In breast cancer, especially in the relatively early stage cases, there have been emerging reports that bone marrow (BM) micrometastasis is seen or cancer stem cells (CSC) metastasize into BM. They suggest that breast CSCs are related with BM adhesion and general dissemination.Purpose
We hypothesized that BM metastasis cells contain CSCs. To purify BM metastasis cells, we established the in vivo selection system by using immunodeficiency mice and analyzed the biological features of the selected cells in terms of the CSCs.Methods
GFP-expressing breast cancer cell line MDA-MB231 were orthotopically transplanted in RAG2 gamma C (KO) mice, and GFP-positive tumor cells from BM cells were purified. Tumorigenicity, cell growth and metastasis, specific features of CSCs, between parent cells and BM meta cells were compared in vitro and in vivo.

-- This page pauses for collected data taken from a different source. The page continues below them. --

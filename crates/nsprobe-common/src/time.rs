//! ---
//! nsp_section: "01-core-functionality"
//! nsp_subsection: "module"
//! nsp_type: "source"
//! nsp_scope: "code"
//! nsp_description: "Shared primitives and utilities for the probe harness."
//! nsp_version: "v0.1.0"
//! nsp_owner: "tbd"
//! ---
use std::time::{Duration, Instant};

/// Capture an instant suitable for elapsed-time reporting.
pub fn monotonic_now() -> Instant {
    Instant::now()
}

/// Convert a duration into microseconds, saturating at `u64::MAX`.
pub fn duration_to_micros(duration: Duration) -> u64 {
    duration
        .as_secs()
        .saturating_mul(1_000_000)
        .saturating_add(u64::from(duration.subsec_micros()))
}

/// Render a duration as fractional milliseconds for human-facing reports.
pub fn millis_f64(duration: Duration) -> f64 {
    duration.as_secs_f64() * 1_000.0
}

Next, gene-expression profiles of the two types of cells were also compared to analyze the differences of phenotypes by cDNA microarray.Results and discussion
Tumorigenicity and tumor growth were convinced by orthotopical transplantation. BM meta was confirmed pathologically. Purified BM meta cells exhibited higher sphere formation ability and higher drug resistance in vitro. They showed higher serial transplantability, higher growth and metastasis abilities in vivo. From the result of gene-expression analyses, BM meta cells highly expressed Notch1, CD44 and CD49f. Besides that, BM cells growth was inhibited by Notch signaling inhibitor. Together, BM selects a cell population possessing characters of CSC, and control of BM meta may contribute to cancer cure and individualized therapy.